[Try it]: Using the listing below, print exactly everything from the line with "pub fn new(options: MpLanguageOptions)" down to the line with "fn materialize(&self, path: &Path, _contract: &MpContract)", both included, and nothing more.

[Data]:
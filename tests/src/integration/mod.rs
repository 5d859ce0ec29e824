pub mod ledger_flows;
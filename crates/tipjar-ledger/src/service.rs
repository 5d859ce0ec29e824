//! # TipJar Service
//!
//! Orchestrates the ledger's validate-then-commit paths over the driven
//! ports and implements the caller-facing API.
//!
//! ## Operation flow
//!
//! 1. `send_tip` snapshots the config, runs the validation pipeline,
//!    and only then stages the tip, the counter advance, and the
//!    aggregate update into one atomic store commit.
//! 2. `set_min_tip` flows only through the owner check.
//! 3. Queries read the store directly and never mutate.
//!
//! Nothing is written before all checks pass, so there is no rollback
//! path anywhere. Events are published after the commit is durable;
//! a publish failure is logged and does not fail the operation.

use crate::adapters::publisher::LedgerEventPublisher;
use crate::domain::entities::{CategoryStats, LedgerConfig, Tip};
use crate::domain::errors::{StoreError, TipJarError};
use crate::domain::invariants::validate_tip;
use crate::domain::value_objects::{Address, Category, TipId, CATEGORY_COUNT};
use crate::events::{LedgerEvent, MinTipUpdatedPayload, TipRecordedPayload};
use crate::ports::inbound::TipJarApi;
use crate::ports::outbound::{ChainClock, LedgerStore};

use std::sync::atomic::{AtomicU64, Ordering};
use tracing::{debug, info, instrument, warn};

/// Counters for service observability.
///
/// Snapshot of how the service has been used; not part of ledger state.
#[derive(Clone, Copy, Debug, Default, PartialEq, Eq)]
pub struct ServiceStats {
    /// Tips validated and committed.
    pub tips_recorded: u64,
    /// Send attempts rejected by the validation pipeline.
    pub tips_rejected: u64,
    /// Accepted minimum-tip updates.
    pub config_updates: u64,
    /// Minimum-tip updates rejected by the owner check.
    pub rejected_config_updates: u64,
}

/// The tip ledger service.
///
/// Generic over the store, clock, and publisher ports so tests can run
/// it over in-memory adapters and a settable clock.
pub struct TipJarService<S, C, P> {
    store: S,
    clock: C,
    publisher: P,
    tips_recorded: AtomicU64,
    tips_rejected: AtomicU64,
    config_updates: AtomicU64,
    rejected_config_updates: AtomicU64,
}

impl<S, C, P> TipJarService<S, C, P>
where
    S: LedgerStore,
    C: ChainClock,
    P: LedgerEventPublisher,
{
    /// Deploys the ledger over `store`.
    ///
    /// Seeds the configuration cell with `owner` and the default
    /// minimum when the store holds none. Over an already-seeded store
    /// the existing config wins and `owner` is ignored, so
    /// reconstruction cannot re-assign ownership.
    pub fn deploy(owner: Address, store: S, clock: C, publisher: P) -> Result<Self, TipJarError> {
        if store.load_config()?.is_none() {
            let config = LedgerConfig::new(owner);
            store.store_config(config)?;
            info!(owner = ?owner, min_tip = %config.min_tip, "ledger deployed");
        }
        Ok(Self {
            store,
            clock,
            publisher,
            tips_recorded: AtomicU64::new(0),
            tips_rejected: AtomicU64::new(0),
            config_updates: AtomicU64::new(0),
            rejected_config_updates: AtomicU64::new(0),
        })
    }

    /// Snapshot of the service counters.
    pub fn stats(&self) -> ServiceStats {
        ServiceStats {
            tips_recorded: self.tips_recorded.load(Ordering::Relaxed),
            tips_rejected: self.tips_rejected.load(Ordering::Relaxed),
            config_updates: self.config_updates.load(Ordering::Relaxed),
            rejected_config_updates: self.rejected_config_updates.load(Ordering::Relaxed),
        }
    }

    fn config(&self) -> Result<LedgerConfig, TipJarError> {
        Ok(self.store.load_config()?.ok_or(StoreError::ConfigMissing)?)
    }

    fn publish(&self, event: LedgerEvent) {
        if let Err(err) = self.publisher.publish(&event) {
            // The commit is already durable; the event is best-effort.
            warn!(error = %err, "event publish failed");
        }
    }
}

impl<S, C, P> TipJarApi for TipJarService<S, C, P>
where
    S: LedgerStore,
    C: ChainClock,
    P: LedgerEventPublisher,
{
    #[instrument(skip(self, message, amount), fields(amount = %amount))]
    fn send_tip(
        &self,
        caller: Address,
        recipient: Address,
        message: &str,
        amount: u128,
        category: &str,
    ) -> Result<TipId, TipJarError> {
        let config = self.config()?;
        let parsed = match validate_tip(caller, recipient, message, amount, category, config.min_tip)
        {
            Ok(parsed) => parsed,
            Err(err) => {
                self.tips_rejected.fetch_add(1, Ordering::Relaxed);
                debug!(code = ?err.code(), "tip rejected");
                return Err(err);
            }
        };

        let id = self.store.next_tip_id()?;
        let timestamp = self.clock.current_timestamp();
        let mut stats = self
            .store
            .category_stats(recipient, parsed)?
            .unwrap_or_default();
        stats.record(amount);

        let tip = Tip {
            id,
            sender: caller,
            recipient,
            message: message.to_string(),
            amount,
            category: parsed,
            timestamp,
        };
        self.store.commit_tip(tip, stats)?;
        self.tips_recorded.fetch_add(1, Ordering::Relaxed);
        info!(tip_id = id, category = %parsed, "tip recorded");

        self.publish(LedgerEvent::TipRecorded(TipRecordedPayload {
            tip_id: id,
            sender: caller,
            recipient,
            amount,
            category: parsed,
            timestamp,
        }));
        Ok(id)
    }

    #[instrument(skip(self, new_min_tip), fields(new_min_tip = %new_min_tip))]
    fn set_min_tip(&self, caller: Address, new_min_tip: u128) -> Result<(), TipJarError> {
        let mut config = self.config()?;
        if caller != config.owner {
            self.rejected_config_updates.fetch_add(1, Ordering::Relaxed);
            warn!(caller = ?caller, "minimum tip update rejected: not the owner");
            return Err(TipJarError::NotOwner { caller });
        }

        let previous = config.min_tip;
        config.min_tip = new_min_tip;
        self.store.store_config(config)?;
        self.config_updates.fetch_add(1, Ordering::Relaxed);
        info!(previous = %previous, "minimum tip updated");

        self.publish(LedgerEvent::MinTipUpdated(MinTipUpdatedPayload {
            previous_min_tip: previous,
            new_min_tip,
        }));
        Ok(())
    }

    fn get_min_tip(&self) -> Result<u128, TipJarError> {
        Ok(self.config()?.min_tip)
    }

    fn get_tip_by_id(&self, id: TipId) -> Result<Option<Tip>, TipJarError> {
        Ok(self.store.tip_by_id(id)?)
    }

    fn get_category_stats(
        &self,
        recipient: Address,
        category: &str,
    ) -> Result<Option<CategoryStats>, TipJarError> {
        // An unknown label reads as the empty cell it denotes.
        match Category::parse(category) {
            Some(parsed) => Ok(self.store.category_stats(recipient, parsed)?),
            None => Ok(None),
        }
    }

    fn get_all_category_stats(
        &self,
        recipient: Address,
    ) -> Result<Vec<Option<CategoryStats>>, TipJarError> {
        Category::ALL
            .iter()
            .map(|category| Ok(self.store.category_stats(recipient, *category)?))
            .collect()
    }

    fn available_categories(&self) -> [&'static str; CATEGORY_COUNT] {
        Category::labels()
    }
}

/// Creates a service over fresh in-memory adapters and a zeroed manual
/// clock. Test helper.
#[must_use]
pub fn create_test_service(
    owner: Address,
) -> TipJarService<
    crate::adapters::memory_store::InMemoryLedgerStore,
    crate::adapters::clock::ManualClock,
    crate::adapters::publisher::NoOpPublisher,
> {
    TipJarService::deploy(
        owner,
        crate::adapters::memory_store::InMemoryLedgerStore::new(),
        crate::adapters::clock::ManualClock::new(0),
        crate::adapters::publisher::NoOpPublisher,
    )
    .expect("in-memory deployment cannot fail")
}
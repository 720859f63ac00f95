//! Copyright © 2025-2026 Wenze Wei. All Rights Reserved.
//!
//! This file is part of multiplug.
//! The multiplug project belongs to the Dunimd Team.
//!
//! Licensed under the Apache License, Version 2.0 (the "License");
//! You may not use this file except in compliance with the License.
//! You may obtain a copy of the License at
//!
//!     http://www.apache.org/licenses/LICENSE-2.0
//!
//! Unless required by applicable law or agreed to in writing, software
//! distributed under the License is distributed on an "AS IS" BASIS,
//! WITHOUT WARRANTIES OR CONDITIONS OF ANY KIND, either express or implied.
//! See the License for the specific language governing permissions and
//! limitations under the License.

//! # Nim Plugins
//!
//! The source is compiled into a shared library next to it with
//! `nim c --app:lib -d:release`. A stamp file holding the BLAKE3 digest of
//! the source decides whether the library is stale. Constants are exports
//! named `<prefix><NAME>`, called once without arguments.

use std::ffi::OsString;
use std::fs;
use std::path::{Path, PathBuf};
use std::process::Command;

use crate::config::MpLanguageOptions;
use crate::contract::MpContract;
use crate::errors::Result;
use crate::loader::native::{materialize_library, MpConstantLayout};
use crate::loader::{module_name, run_build, MpLoader};
use crate::module::{MpLanguage, MpMaterialized};

#[derive(Clone, Debug, Default)]
pub struct MpNimLoader {
    options: MpLanguageOptions,
}

impl MpNimLoader {
    pub fn new(options: MpLanguageOptions) -> Self {
        MpNimLoader { options }
    }

    /// Builds the library of `source` unless it is up to date, and returns
    /// its path.
    pub fn build(&self, source: &Path) -> Result<PathBuf> {
        let module = module_name(source)?;
        let artifact = artifact_path(source, &module);
        let stamp = stamp_path(&artifact);
        let digest = source_digest(source)?;

        let fresh = artifact.exists()
            && fs::read_to_string(&stamp)
                .map(|s| s.trim() == digest)
                .unwrap_or(false);
        if fresh {
            log::debug!("nim plugin '{}' is up to date", module);
            return Ok(artifact);
        }

        let mut out = OsString::from("--out:");
        out.push(artifact.as_os_str());
        let mut command = Command::new(&self.options.nim_command);
        command
            .arg("c")
            .arg("--app:lib")
            .arg("-d:release")
            .arg(out)
            .arg(source);
        run_build(&module, "nim", command, self.options.verbose)?;
        fs::write(&stamp, &digest)?;
        Ok(artifact)
    }
}

impl MpLoader for MpNimLoader {
    fn language(&self) -> MpLanguage {
        MpLanguage::Nim
    }

    fn materialize(&self, path: &Path, _contract: &MpContract) -> Result<MpMaterialized> {
        let module = module_name(path)?;
        let artifact = self.build(path)?;
        materialize_library(
            &module,
            path,
            &artifact,
            MpLanguage::Nim,
            MpConstantLayout::Prefix(&self.options.nim_const_prefix),
        )
    }
}

/// Platform library file of a module, next to its source.
pub fn artifact_path(source: &Path, module: &str) -> PathBuf {
    let dir = source.parent().unwrap_or_else(|| Path::new("."));
    dir.join(libloading::library_filename(module))
}

fn stamp_path(artifact: &Path) -> PathBuf {
    let mut path = artifact.as_os_str().to_owned();
    path.push(".blake3");
    PathBuf::from(path)
}

/// Hex BLAKE3 digest of a source file.
pub fn source_digest(source: &Path) -> Result<String> {
    let content = fs::read(source)?;
    Ok(hex::encode(blake3::hash(&content).as_bytes()))
}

[Response to the exercise]:
    pub fn new(options: MpLanguageOptions) -> Self {
        MpNimLoader { options }
    }

    /// Builds the library of `source` unless it is up to date, and returns
    /// its path.
    pub fn build(&self, source: &Path) -> Result<PathBuf> {
        let module = module_name(source)?;
        let artifact = artifact_path(source, &module);
        let stamp = stamp_path(&artifact);
        let digest = source_digest(source)?;

        let fresh = artifact.exists()
            && fs::read_to_string(&stamp)
                .map(|s| s.trim() == digest)
                .unwrap_or(false);
        if fresh {
            log::debug!("nim plugin '{}' is up to date", module);
            return Ok(artifact);
        }

        let mut out = OsString::from("--out:");
        out.push(artifact.as_os_str());
        let mut command = Command::new(&self.options.nim_command);
        command
            .arg("c")
            .arg("--app:lib")
            .arg("-d:release")
            .arg(out)
            .arg(source);
        run_build(&module, "nim", command, self.options.verbose)?;
        fs::write(&stamp, &digest)?;
        Ok(artifact)
    }
}

impl MpLoader for MpNimLoader {
    fn language(&self) -> MpLanguage {
        MpLanguage::Nim
    }

    fn materialize(&self, path: &Path, _contract: &MpContract) -> Result<MpMaterialized> {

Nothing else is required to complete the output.